Live Oak II files SEC registration statement for business combination with Navitas

Live Oak Acquisition Corp II has filed with the US Securities and Exchange Commission (SEC) a registration statement on Form S-4 that contains a preliminary proxy statement/prospectus for the proposed business combination (announced on 7 May) with Navitas Semiconductor Inc of El Segundo, CA, USA and Dublin, Ireland. The transaction, which values the combined entity at a pro forma equity value of $1.4bn, will result in Navitas becoming a publicly traded company on a national exchange under a new ticker symbol.

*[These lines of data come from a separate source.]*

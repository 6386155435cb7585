use allergen_core::{
    CompanyType, ConversionRequest, Converter, ConverterConfig, DirectoryTemplateStore, SourceIndex,
    read_source,
};
use anyhow::{Context, Result};
use chrono::NaiveDate;
use clap::{Parser, Subcommand, ValueEnum};
use std::fs;
use std::path::{Path, PathBuf};

mod formatter;
mod logging;

use formatter::{FormReport, FormStatus};

const DEFAULT_CONFIG: &str = "allergen.toml";

/// A form failed to convert
const EXIT_FAILED: i32 = 1;
/// Nothing failed, but a requested form has no implementation yet
const EXIT_UNAVAILABLE: i32 = 3;

#[derive(Parser)]
#[command(name = "allergen")]
#[command(about = "Convert supplier allergen sheets into the 83/26 disclosure forms", long_about = None)]
#[command(version)]
struct Cli {
    /// Path to configuration file (TOML)
    #[arg(short, long, value_name = "CONFIG", global = true)]
    config: Option<PathBuf>,

    /// Increase log verbosity (-v info, -vv debug, -vvv trace)
    #[arg(short, long, action = clap::ArgAction::Count, global = true)]
    verbose: u8,

    #[command(subcommand)]
    command: Command,
}

#[derive(Subcommand)]
enum Command {
    /// Convert a source sheet into both forms
    Convert {
        /// Supplier spreadsheet (first sheet is read)
        #[arg(value_name = "SOURCE")]
        source: PathBuf,

        /// Company type selecting the template pair
        #[arg(long, value_parser = parse_company)]
        company: CompanyType,

        /// Customer name written into the forms
        #[arg(long, default_value = "")]
        customer: String,

        /// Product name written into the forms and filenames
        #[arg(long, default_value = "")]
        product: String,

        /// Template directory (overrides the configuration)
        #[arg(short, long, value_name = "DIR")]
        templates: Option<PathBuf>,

        /// Directory receiving the converted forms
        #[arg(short, long, value_name = "DIR", default_value = ".")]
        output_dir: PathBuf,

        /// Date written into the forms (YYYY-MM-DD, default today)
        #[arg(long, value_parser = parse_date)]
        date: Option<NaiveDate>,

        /// Output format
        #[arg(short, long, value_enum, default_value = "human")]
        format: OutputFormat,
    },
    /// Print the CAS number index of a source sheet
    Index {
        #[arg(value_name = "SOURCE")]
        source: PathBuf,

        #[arg(short, long, value_enum, default_value = "human")]
        format: OutputFormat,
    },
    /// List the registered variants
    Variants,
}

#[derive(Clone, ValueEnum)]
enum OutputFormat {
    /// Human-readable colored output
    Human,
    /// JSON output for scripting
    Json,
}

fn parse_company(value: &str) -> Result<CompanyType, String> {
    value.parse()
}

fn parse_date(value: &str) -> Result<NaiveDate, String> {
    NaiveDate::parse_from_str(value, "%Y-%m-%d").map_err(|e| format!("invalid date '{}': {}", value, e))
}

fn main() -> Result<()> {
    let cli = Cli::parse();
    logging::init(cli.verbose);

    let config = load_config(cli.config.as_deref())?;
    config.validate().context("Invalid configuration")?;

    match cli.command {
        Command::Convert {
            source,
            company,
            customer,
            product,
            templates,
            output_dir,
            date,
            format,
        } => {
            let mut request = ConversionRequest::new(company, customer, product);
            if let Some(date) = date {
                request = request.with_date(date);
            }
            let templates = templates.unwrap_or_else(|| config.templates.directory.clone());
            let reports = run_convert(&config, &source, &templates, &output_dir, &request, &format)?;
            if let Some(code) = exit_code(&reports) {
                std::process::exit(code);
            }
        }
        Command::Index { source, format } => {
            let rows = read_source(&source, &config.source)
                .with_context(|| format!("Failed to read source: {}", source.display()))?;
            let index = SourceIndex::build(&rows);
            match format {
                OutputFormat::Human => formatter::print_index_human(&source, &index),
                OutputFormat::Json => formatter::print_index_json(&source, &index)?,
            }
        }
        Command::Variants => formatter::print_variants(&config.registry()),
    }

    Ok(())
}

fn load_config(path: Option<&Path>) -> Result<ConverterConfig> {
    if let Some(path) = path {
        return ConverterConfig::from_file(path)
            .with_context(|| format!("Failed to load config from {}", path.display()));
    }

    // Try to load default config from current directory if it exists
    let default_path = PathBuf::from(DEFAULT_CONFIG);
    if default_path.exists() {
        ConverterConfig::from_file(&default_path)
            .with_context(|| format!("Failed to load config from {}", default_path.display()))
    } else {
        Ok(ConverterConfig::default())
    }
}

/// Convert both forms, write and print their reports
fn run_convert(
    config: &ConverterConfig,
    source: &Path,
    templates: &Path,
    output_dir: &Path,
    request: &ConversionRequest,
    format: &OutputFormat,
) -> Result<Vec<FormReport>> {
    let rows = read_source(source, &config.source)
        .with_context(|| format!("Failed to read source: {}", source.display()))?;
    let indexed_cas = SourceIndex::build(&rows).len();

    let converter = Converter::new(DirectoryTemplateStore::new(templates), config.registry());
    let outcome = converter.convert_all(&rows, request);

    fs::create_dir_all(output_dir)
        .with_context(|| format!("Failed to create output directory: {}", output_dir.display()))?;

    let mut reports = Vec::new();
    for (form, result) in outcome.iter() {
        let status = match result {
            Ok(converted) => {
                let path = output_dir.join(sanitize_filename(&converted.filename));
                fs::write(&path, &converted.data)
                    .with_context(|| format!("Failed to write {}", path.display()))?;
                FormStatus::Written {
                    path,
                    matched_rows: converted.summary.matched_rows,
                    stripped_formulas: converted.summary.stripped_formulas,
                    removed_sheet: converted.summary.removed_sheet.clone(),
                }
            }
            Err(e) if e.is_unimplemented() => FormStatus::Unavailable(e.to_string()),
            Err(e) => FormStatus::Failed(error_chain(e)),
        };
        reports.push(FormReport {
            form: form.to_string(),
            status,
        });
    }

    let company = request.company.to_string();
    match format {
        OutputFormat::Human => formatter::print_human(source, &company, indexed_cas, &reports),
        OutputFormat::Json => formatter::print_json(source, &company, indexed_cas, &reports)?,
    }

    Ok(reports)
}

/// Process exit code for a conversion; `None` when every form was written
fn exit_code(reports: &[FormReport]) -> Option<i32> {
    if reports.iter().any(FormReport::is_failed) {
        Some(EXIT_FAILED)
    } else if reports.iter().any(FormReport::is_unavailable) {
        Some(EXIT_UNAVAILABLE)
    } else {
        None
    }
}

/// Error message including its sources
fn error_chain(error: &dyn std::error::Error) -> String {
    let mut message = error.to_string();
    let mut source = error.source();
    while let Some(cause) = source {
        message.push_str(": ");
        message.push_str(&cause.to_string());
        source = cause.source();
    }
    message
}

/// Product names end up in filenames; keep them inside the output directory
fn sanitize_filename(name: &str) -> String {
    name.chars()
        .map(|c| if matches!(c, '/' | '\\') { '_' } else { c })
        .collect()
}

Since gallium nitride (GaN) is reckoned to run up to 20x faster than silicon, Navitas’ proprietary GaNFast power ICs are said to deliver up to 3x faster charging in half the size and weight, and with up to 40% energy savings compared with silicon chips. Founded in 2014, Navitas introduced what it claimed to be the first commercial GaN power ICs, which monolithically integrate GaN power field-effect transistors (FETs) and drive plus control and protection circuits, enabling faster charging, higher power density and greater energy savings for mobile, consumer, enterprise (data center, 5G), renewables (solar, energy storage) and electric vehicles (EVs)/eMobility markets.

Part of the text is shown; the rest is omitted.